As you can see I ran fls against the image file and it came back with an error basically saying that when we specified the "-f fat" parameter it couldn't find anything within the image that agreed with us. I did this on purposes. I didn't expect it to work, because I wanted to show you the flow to make things work.So now we need to create a file system for our image. I checked this off by way of mkfs.vfat, which will create a FAT file system for our image. You can find more information about mkfs here. 
Then I proceeded to run the same fls command as before and as you can see we have a proper image now that we can proceed forward with and mount.
So here we are simply mounting our image so I can copy an image file over to it.
So here I simply copied over a Zeus_Malfind.png screen shot that I had taken when analyzing Zeus during my Zeus v2 Malware Analysis Part I.
Real quick I decided to run fls against our part5.img file and issued the -d parameter, which tells it to only show me deleted files.
As you can see here, Zeus_Malfind.png is coming back as being deleted. Depicted by the *.
I went ahead and unmounted the mount point.
As you can see I also issued the tsk_recover command. The -e parameter is telling it to recover all files it can find.

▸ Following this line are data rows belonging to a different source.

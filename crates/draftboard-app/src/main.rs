// Draft board server entry point.
//
// Startup sequence:
// 1. Initialize tracing (log to file)
// 2. Load config
// 3. Open database, seed players if configured
// 4. Spawn WebSocket server and request loop
// 5. Wait for Ctrl+C or a task exit, then clean up

use draftboard_app::app::{self, AppState};
use draftboard_app::config;
use draftboard_app::ws_server;
use draftboard_core::Board;

use anyhow::Context;
use tokio::sync::mpsc;
use tracing::{error, info};

#[tokio::main]
async fn main() -> anyhow::Result<()> {
    init_tracing()?;
    info!("Draft board starting up");

    let config = config::load_config().context("failed to load configuration")?;
    info!(
        "Config loaded: league={}, {} teams, ${} default budget",
        config.league.name, config.league.num_teams, config.league.default_budget
    );

    let board = Board::open(&config.db_path).context("failed to open database")?;
    info!("Database opened at {}", config.db_path);

    let ws_port = config.ws_port;
    let state = AppState::new(config, board);
    app::seed_from_csv(&state).context("failed to load seed players")?;

    let listener = ws_server::bind(ws_port)
        .await
        .with_context(|| format!("failed to bind WebSocket server on port {ws_port}"))?;

    let (ws_tx, ws_rx) = mpsc::channel(256);

    let ws_handle = tokio::spawn(async move {
        if let Err(e) = ws_server::run(listener, ws_tx).await {
            error!("WebSocket server error: {}", e);
        }
    });

    let mut app_handle = tokio::spawn(async move {
        if let Err(e) = app::run(ws_rx, state).await {
            error!("Application loop error: {}", e);
        }
    });

    info!("Draft board ready on ws://127.0.0.1:{}", ws_port);

    tokio::select! {
        result = tokio::signal::ctrl_c() => {
            if let Err(e) = result {
                error!("Failed to listen for Ctrl+C: {}", e);
            }
            info!("Ctrl+C received, shutting down");
        }
        _ = &mut app_handle => {
            info!("Application loop exited");
        }
    }

    // The server loops forever; the app loop ends once the server is gone.
    ws_handle.abort();
    app_handle.abort();

    info!("Draft board shut down cleanly");
    Ok(())
}

/// Initialize tracing to log to `logs/draftboard.log`.
fn init_tracing() -> anyhow::Result<()> {
    use tracing_subscriber::fmt;
    use tracing_subscriber::EnvFilter;

    let log_dir = std::env::current_dir()?.join("logs");
    std::fs::create_dir_all(&log_dir)?;

    let log_file = std::fs::File::create(log_dir.join("draftboard.log"))?;

    let subscriber = fmt::Subscriber::builder()
        .with_env_filter(
            EnvFilter::try_from_default_env()
                .unwrap_or_else(|_| EnvFilter::new("draftboard=info,warn")),
        )
        .with_writer(log_file)
        .with_ansi(false)
        .with_target(true)
        .with_thread_ids(true)
        .with_line_number(true)
        .finish();

    tracing::subscriber::set_global_default(subscriber)
        .context("failed to set tracing subscriber")?;

    Ok(())
}
// Application state and the request loop that serves WebSocket clients.

use std::fs::File;
use std::sync::Arc;

use anyhow::Context;
use serde::Serialize;
use serde_json::{json, Value};
use tokio::sync::mpsc;
use tracing::{debug, info, warn};

use draftboard_core::{Board, BoardError, DraftRequest, ErrorKind};

use crate::config::Config;
use crate::protocol::{self, Command, ProtocolErrorKind, Response};
use crate::ws_server::WsEvent;

/// Everything the request loop needs: the loaded config and the shared board.
pub struct AppState {
    pub config: Config,
    pub board: Arc<Board>,
}

impl AppState {
    pub fn new(config: Config, board: Board) -> Self {
        AppState {
            config,
            board: Arc::new(board),
        }
    }
}

/// Run one command against the board and build its response frame.
pub fn handle_command(state: &AppState, request_id: Option<u64>, command: Command) -> Response {
    let board = &state.board;
    match command {
        Command::ListPlayers => respond(request_id, board.list_players()),
        Command::GetPlayer { player_id } => respond(request_id, board.players().get(player_id)),
        Command::ReplacePlayers { rows } => respond(request_id, board.ingest_rows(&rows)),
        Command::UploadCsv { contents } => {
            respond(request_id, board.ingest_csv(contents.as_bytes()))
        }
        Command::DraftPlayer {
            player_id,
            price,
            team_id,
        } => respond(
            request_id,
            board.draft(&DraftRequest {
                player_id,
                price,
                team_id,
            }),
        ),
        Command::ClearPlayers => respond(request_id, board.players().clear_all().map(removed)),
        Command::ListTeams => respond(request_id, board.list_teams()),
        Command::GetTeam { team_id } => respond(request_id, board.teams().get(team_id)),
        Command::InitializeTeams { count, budget } => {
            let count = count.unwrap_or(state.config.league.num_teams);
            let budget = budget.unwrap_or(state.config.league.default_budget);
            respond(request_id, board.teams().initialize(count, budget))
        }
        Command::RenameTeam { team_id, name } => {
            respond(request_id, board.teams().rename(team_id, &name))
        }
        Command::ClearTeams => respond(request_id, board.teams().clear_all().map(removed)),
    }
}

fn removed(count: usize) -> Value {
    json!({ "removed": count })
}

fn respond<T: Serialize>(request_id: Option<u64>, result: Result<T, BoardError>) -> Response {
    match result {
        Ok(payload) => Response::ok(request_id, &payload),
        Err(e) => {
            if e.kind() == ErrorKind::Storage {
                warn!("Storage failure: {e}");
            } else {
                debug!("Request rejected: {e}");
            }
            Response::board_error(request_id, &e)
        }
    }
}

/// Turn one text frame into exactly one response frame.
pub fn handle_request_text(state: &AppState, text: &str) -> String {
    let request = match protocol::parse_request(text) {
        Ok(request) => request,
        Err(failure) => {
            warn!("Rejected malformed request: {}", failure.message);
            return Response::protocol_error(
                failure.request_id,
                ProtocolErrorKind::BadRequest,
                failure.message,
            )
            .to_json();
        }
    };

    debug!(
        "Handling {:?} (request_id={:?})",
        request.command, request.request_id
    );
    handle_command(state, request.request_id, request.command).to_json()
}

/// Load the configured seed CSV into an empty player table. Returns the
/// number of players inserted (0 when no seed is configured or players
/// already exist).
pub fn seed_from_csv(state: &AppState) -> anyhow::Result<usize> {
    let Some(path) = state.config.seed_csv.as_deref() else {
        return Ok(0);
    };

    if !state.board.list_players()?.is_empty() {
        info!("Player table already populated; skipping seed CSV {path}");
        return Ok(0);
    }

    let file = File::open(path).with_context(|| format!("failed to open seed CSV {path}"))?;
    let summary = state
        .board
        .ingest_csv(file)
        .with_context(|| format!("failed to ingest seed CSV {path}"))?;
    info!(
        "Seeded {} players from {path} ({} rows skipped)",
        summary.inserted, summary.skipped
    );
    Ok(summary.inserted)
}

/// Serve WebSocket events until the server side of the channel closes.
pub async fn run(mut ws_rx: mpsc::Receiver<WsEvent>, state: AppState) -> anyhow::Result<()> {
    info!("Application event loop started");

    while let Some(event) = ws_rx.recv().await {
        match event {
            WsEvent::Connected { addr } => info!("Client connected from {addr}"),
            WsEvent::Disconnected { addr } => info!("Client {addr} disconnected"),
            WsEvent::Request { addr, text, reply } => {
                let response = handle_request_text(&state, &text);
                if reply.send(response).is_err() {
                    debug!("Client {addr} went away before its reply was sent");
                }
            }
        }
    }

    info!("WebSocket channel closed, shutting down");
    Ok(())
}
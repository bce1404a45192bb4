// Player and team records as the board exposes them.

use std::fmt;

use chrono::{DateTime, Utc};
use serde::{Deserialize, Serialize};

/// Football roster positions.
///
/// The set is open: any code outside the recognised ones is kept verbatim
/// (upper-cased) as [`Position::Other`].
#[derive(Debug, Clone, PartialEq, Eq, Hash, Serialize, Deserialize)]
#[serde(from = "String", into = "String")]
pub enum Position {
    Quarterback,
    RunningBack,
    WideReceiver,
    TightEnd,
    Kicker,
    Defense,
    Other(String),
}

impl Position {
    /// Parse a position code.
    ///
    /// Handles the common spellings of team defense ("DST", "D/ST", "DEF").
    pub fn from_code(s: &str) -> Self {
        let code = s.trim().to_uppercase();
        match code.as_str() {
            "QB" => Position::Quarterback,
            "RB" => Position::RunningBack,
            "WR" => Position::WideReceiver,
            "TE" => Position::TightEnd,
            "K" | "PK" => Position::Kicker,
            "DST" | "D/ST" | "DEF" => Position::Defense,
            _ => Position::Other(code),
        }
    }

    pub fn code(&self) -> &str {
        match self {
            Position::Quarterback => "QB",
            Position::RunningBack => "RB",
            Position::WideReceiver => "WR",
            Position::TightEnd => "TE",
            Position::Kicker => "K",
            Position::Defense => "DST",
            Position::Other(code) => code.as_str(),
        }
    }
}

impl fmt::Display for Position {
    fn fmt(&self, f: &mut fmt::Formatter<'_>) -> fmt::Result {
        write!(f, "{}", self.code())
    }
}

impl From<String> for Position {
    fn from(s: String) -> Self {
        Position::from_code(&s)
    }
}

impl From<Position> for String {
    fn from(p: Position) -> Self {
        p.code().to_string()
    }
}

/// A player on the board.
#[derive(Debug, Clone, PartialEq, Serialize, Deserialize)]
pub struct Player {
    pub id: i64,
    pub name: String,
    pub position: Position,
    /// NFL team abbreviation.
    pub team: String,
    pub projected_points: Option<f64>,
    pub drafted: bool,
    pub draft_price: Option<u32>,
    /// Id of the fantasy team that drafted this player.
    pub drafted_by: Option<i64>,
    pub drafted_at: Option<DateTime<Utc>>,
}

impl Player {
    /// `drafted` is true exactly when both the price and the drafting team
    /// are recorded.
    pub fn is_consistent(&self) -> bool {
        self.drafted == (self.draft_price.is_some() && self.drafted_by.is_some())
            && self.draft_price.is_some() == self.drafted_by.is_some()
    }
}

/// A fantasy team with its roster and budget figures recomputed from the
/// player table.
#[derive(Debug, Clone, PartialEq, Serialize, Deserialize)]
pub struct Team {
    pub id: i64,
    pub name: String,
    /// Total budget, fixed when the team is created.
    pub budget: u32,
    pub spent: u32,
    pub remaining_budget: u32,
    pub players: Vec<Player>,
}

/// A candidate player row handed to [`crate::players::PlayerStore::replace_all`].
/// Nothing about it is validated yet.
#[derive(Debug, Clone, Default, PartialEq, Serialize, Deserialize)]
pub struct NewPlayer {
    pub name: String,
    pub position: String,
    pub team: String,
    #[serde(default)]
    pub projected_points: Option<f64>,
}

impl NewPlayer {
    pub fn new(name: &str, position: &str, team: &str) -> Self {
        NewPlayer {
            name: name.to_string(),
            position: position.to_string(),
            team: team.to_string(),
            projected_points: None,
        }
    }

    pub fn with_projection(mut self, points: f64) -> Self {
        self.projected_points = Some(points);
        self
    }
}

/// Outcome of replacing the player set.
#[derive(Debug, Clone, Copy, Default, PartialEq, Eq, Serialize, Deserialize)]
pub struct ReplaceSummary {
    pub inserted: usize,
    pub skipped: usize,
}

You can also specify the -a, which will only recover allocated files.
Then I issued the ls command so you can see that our file was indeed recovered and put into Desktop/part5_out.
Here is a visual of the picture as well:
And there we go..... ZeusMalfind is recovered by way of tskrecover.
Let's look at another way by using icat.
Another way to extract this file would have been to use icat with the -r parameter, which is telling it to recover.
I've gone ahead and added two more files to our image that we created earlier. The Zeus_Malfind is still on the image, but its still deleted so you're not seeing it here.
Let's run fls against it now and check it out. You can see here that we have 3 deleted image files. Two .JPG and one .PNG. I know that the two JPGs are the most recent additions and the .PNG is the Zeus_Malfind image from before. I know this because I put them there. This wouldn't be so easy if you're looking at a large hard drive.
Let's attempt to use icat and recover one of the deleted files.
So we issued the icat -r (recover) command and also specified the "3", which is the inode that we obtained from running the fls command against our image.
I also ran MD5 sum against the original image, and also the 3.jpg file so you can see that they match.
I've also included a visual of the output here:
So as you can see there are a couple ways to recover deleted files from images by way of TSK. We covered tsk_recover and icat here. I'm sure there are other ways too.
Now you might be wondering why I don't just go ahead and use Scalpel. Well, this is a TSK series. Not a scalpel series ;)
No. In all seriousness that's why I used it. I typically use Scalpel, but I wanted to focus on TSK and use only TSK tools. I also couldn't find much online in way of Scalpel vs. tsk_recover/icat.
I guess the one thing I see is that with Scalpel I can specify what I want extracted vs. giving me everything. If I want a movie file I can ignore all other files and only extract movies. I guess maybe that in itself could be the main deciding difference between them.If anyone else knows some differences please share in the comments so everyone can benefit.